(Dataset excerpts)

◇ ◇ ◇ ◇

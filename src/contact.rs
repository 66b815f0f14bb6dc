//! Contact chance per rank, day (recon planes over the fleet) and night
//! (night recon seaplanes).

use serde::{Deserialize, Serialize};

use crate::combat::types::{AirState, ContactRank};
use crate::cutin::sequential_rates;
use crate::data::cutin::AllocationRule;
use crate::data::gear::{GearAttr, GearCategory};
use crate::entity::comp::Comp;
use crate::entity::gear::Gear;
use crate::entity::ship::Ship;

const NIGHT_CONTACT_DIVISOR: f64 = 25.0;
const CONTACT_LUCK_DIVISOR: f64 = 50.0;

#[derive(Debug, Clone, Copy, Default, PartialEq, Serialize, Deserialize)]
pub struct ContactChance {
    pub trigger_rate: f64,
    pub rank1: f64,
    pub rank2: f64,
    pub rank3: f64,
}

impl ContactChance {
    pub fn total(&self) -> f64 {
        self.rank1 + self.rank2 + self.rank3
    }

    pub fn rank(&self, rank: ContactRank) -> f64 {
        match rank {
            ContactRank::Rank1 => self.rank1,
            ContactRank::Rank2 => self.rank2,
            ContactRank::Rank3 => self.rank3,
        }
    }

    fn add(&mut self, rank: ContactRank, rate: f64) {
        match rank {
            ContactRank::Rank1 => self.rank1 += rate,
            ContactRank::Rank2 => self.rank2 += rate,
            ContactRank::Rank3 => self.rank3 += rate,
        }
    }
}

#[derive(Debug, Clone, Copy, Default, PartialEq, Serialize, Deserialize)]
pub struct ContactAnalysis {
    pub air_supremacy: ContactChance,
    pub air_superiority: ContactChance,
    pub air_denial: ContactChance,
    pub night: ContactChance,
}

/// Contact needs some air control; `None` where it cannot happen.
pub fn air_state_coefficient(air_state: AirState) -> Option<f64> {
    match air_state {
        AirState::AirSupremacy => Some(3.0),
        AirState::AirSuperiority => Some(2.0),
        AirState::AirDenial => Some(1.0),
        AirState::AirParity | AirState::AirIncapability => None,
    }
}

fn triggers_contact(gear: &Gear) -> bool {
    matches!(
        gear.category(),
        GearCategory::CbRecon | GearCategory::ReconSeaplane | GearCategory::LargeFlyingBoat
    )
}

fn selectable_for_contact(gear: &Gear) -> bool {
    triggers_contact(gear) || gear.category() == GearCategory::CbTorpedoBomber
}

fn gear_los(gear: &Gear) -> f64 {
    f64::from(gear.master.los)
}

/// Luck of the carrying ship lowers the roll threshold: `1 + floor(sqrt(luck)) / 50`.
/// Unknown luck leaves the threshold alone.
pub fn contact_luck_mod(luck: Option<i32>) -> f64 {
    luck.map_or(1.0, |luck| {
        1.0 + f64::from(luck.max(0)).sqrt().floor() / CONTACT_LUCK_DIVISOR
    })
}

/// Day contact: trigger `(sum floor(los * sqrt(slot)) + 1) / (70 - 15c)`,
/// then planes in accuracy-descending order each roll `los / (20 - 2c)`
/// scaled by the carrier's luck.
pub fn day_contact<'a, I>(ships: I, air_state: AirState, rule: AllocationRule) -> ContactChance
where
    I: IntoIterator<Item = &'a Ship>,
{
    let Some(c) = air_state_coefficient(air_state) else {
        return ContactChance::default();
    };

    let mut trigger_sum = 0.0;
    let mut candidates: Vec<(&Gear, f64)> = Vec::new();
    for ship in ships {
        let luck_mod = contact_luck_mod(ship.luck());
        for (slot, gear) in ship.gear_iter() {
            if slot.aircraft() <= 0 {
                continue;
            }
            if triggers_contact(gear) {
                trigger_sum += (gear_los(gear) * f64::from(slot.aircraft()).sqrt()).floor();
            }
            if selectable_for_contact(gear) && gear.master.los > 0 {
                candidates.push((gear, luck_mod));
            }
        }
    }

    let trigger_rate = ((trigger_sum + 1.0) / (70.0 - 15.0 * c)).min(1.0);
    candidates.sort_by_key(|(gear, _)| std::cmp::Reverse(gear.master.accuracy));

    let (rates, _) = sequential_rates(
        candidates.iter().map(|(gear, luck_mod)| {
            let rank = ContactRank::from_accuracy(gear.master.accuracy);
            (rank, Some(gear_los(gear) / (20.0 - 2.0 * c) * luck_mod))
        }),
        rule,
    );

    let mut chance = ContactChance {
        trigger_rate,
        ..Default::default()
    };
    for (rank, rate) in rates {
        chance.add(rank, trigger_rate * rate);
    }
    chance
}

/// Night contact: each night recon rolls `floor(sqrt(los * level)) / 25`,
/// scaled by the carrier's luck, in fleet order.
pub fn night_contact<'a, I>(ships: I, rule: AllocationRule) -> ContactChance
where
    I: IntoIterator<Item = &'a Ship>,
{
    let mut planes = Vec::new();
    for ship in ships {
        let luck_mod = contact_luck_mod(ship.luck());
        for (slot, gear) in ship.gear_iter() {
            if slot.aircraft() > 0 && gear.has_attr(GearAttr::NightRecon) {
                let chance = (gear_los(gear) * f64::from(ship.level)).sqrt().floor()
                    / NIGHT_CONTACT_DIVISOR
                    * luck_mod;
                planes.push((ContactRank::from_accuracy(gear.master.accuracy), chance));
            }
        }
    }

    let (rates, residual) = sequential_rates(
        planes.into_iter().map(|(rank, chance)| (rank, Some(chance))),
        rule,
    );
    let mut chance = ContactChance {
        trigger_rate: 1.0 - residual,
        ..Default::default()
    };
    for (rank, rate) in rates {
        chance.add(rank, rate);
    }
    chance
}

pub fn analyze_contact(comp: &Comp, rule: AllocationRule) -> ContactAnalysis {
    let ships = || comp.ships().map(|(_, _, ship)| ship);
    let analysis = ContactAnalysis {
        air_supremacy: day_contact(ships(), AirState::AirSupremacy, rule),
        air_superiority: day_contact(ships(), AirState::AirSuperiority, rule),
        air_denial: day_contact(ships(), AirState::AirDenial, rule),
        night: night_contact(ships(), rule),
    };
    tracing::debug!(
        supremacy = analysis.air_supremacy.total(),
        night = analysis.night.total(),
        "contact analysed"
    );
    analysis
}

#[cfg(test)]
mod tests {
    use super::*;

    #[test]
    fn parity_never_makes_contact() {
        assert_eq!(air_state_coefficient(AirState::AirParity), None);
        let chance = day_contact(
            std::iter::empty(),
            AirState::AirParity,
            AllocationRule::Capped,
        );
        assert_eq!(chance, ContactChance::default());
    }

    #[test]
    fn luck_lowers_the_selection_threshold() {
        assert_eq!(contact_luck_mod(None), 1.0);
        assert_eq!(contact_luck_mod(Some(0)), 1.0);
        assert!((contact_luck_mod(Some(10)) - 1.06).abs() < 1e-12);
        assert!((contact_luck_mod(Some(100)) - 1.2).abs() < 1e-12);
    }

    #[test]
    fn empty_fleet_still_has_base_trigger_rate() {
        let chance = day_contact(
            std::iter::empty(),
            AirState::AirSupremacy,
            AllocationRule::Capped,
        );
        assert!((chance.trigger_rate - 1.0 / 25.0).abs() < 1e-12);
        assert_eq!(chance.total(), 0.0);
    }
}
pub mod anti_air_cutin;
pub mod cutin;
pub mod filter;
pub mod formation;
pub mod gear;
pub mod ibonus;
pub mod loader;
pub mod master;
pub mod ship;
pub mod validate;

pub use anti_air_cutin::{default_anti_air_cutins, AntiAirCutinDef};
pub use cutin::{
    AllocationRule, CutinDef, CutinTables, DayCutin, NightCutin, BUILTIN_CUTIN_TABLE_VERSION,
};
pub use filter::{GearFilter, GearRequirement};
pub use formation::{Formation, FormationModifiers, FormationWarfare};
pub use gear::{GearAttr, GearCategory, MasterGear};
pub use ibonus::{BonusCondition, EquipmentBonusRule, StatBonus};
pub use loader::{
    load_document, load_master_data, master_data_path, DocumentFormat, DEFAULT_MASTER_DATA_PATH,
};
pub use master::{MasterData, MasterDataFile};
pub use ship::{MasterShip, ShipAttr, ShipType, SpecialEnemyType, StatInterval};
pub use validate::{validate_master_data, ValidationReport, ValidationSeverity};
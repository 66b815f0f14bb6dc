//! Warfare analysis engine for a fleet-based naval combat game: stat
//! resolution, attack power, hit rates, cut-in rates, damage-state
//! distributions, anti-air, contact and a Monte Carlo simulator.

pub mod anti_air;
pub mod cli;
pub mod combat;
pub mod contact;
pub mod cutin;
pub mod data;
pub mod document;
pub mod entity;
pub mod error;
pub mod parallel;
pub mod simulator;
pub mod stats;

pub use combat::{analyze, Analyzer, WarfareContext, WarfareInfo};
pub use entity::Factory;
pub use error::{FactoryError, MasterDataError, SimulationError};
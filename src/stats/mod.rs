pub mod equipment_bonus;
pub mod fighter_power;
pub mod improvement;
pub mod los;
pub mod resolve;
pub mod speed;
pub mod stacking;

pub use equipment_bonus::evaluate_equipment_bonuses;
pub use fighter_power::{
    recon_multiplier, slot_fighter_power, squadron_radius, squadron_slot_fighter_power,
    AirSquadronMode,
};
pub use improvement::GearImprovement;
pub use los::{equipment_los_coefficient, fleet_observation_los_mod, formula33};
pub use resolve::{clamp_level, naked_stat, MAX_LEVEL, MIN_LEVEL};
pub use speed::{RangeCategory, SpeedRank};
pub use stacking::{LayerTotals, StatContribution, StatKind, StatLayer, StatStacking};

◇ ◇ ◇ ◇

> _TASK REQUIREMENTS_: Please show the lines in the entries above that hold the string "bool".

> _RESULT BELOW_:
fn triggers_contact(gear: &Gear) -> bool {
fn selectable_for_contact(gear: &Gear) -> bool {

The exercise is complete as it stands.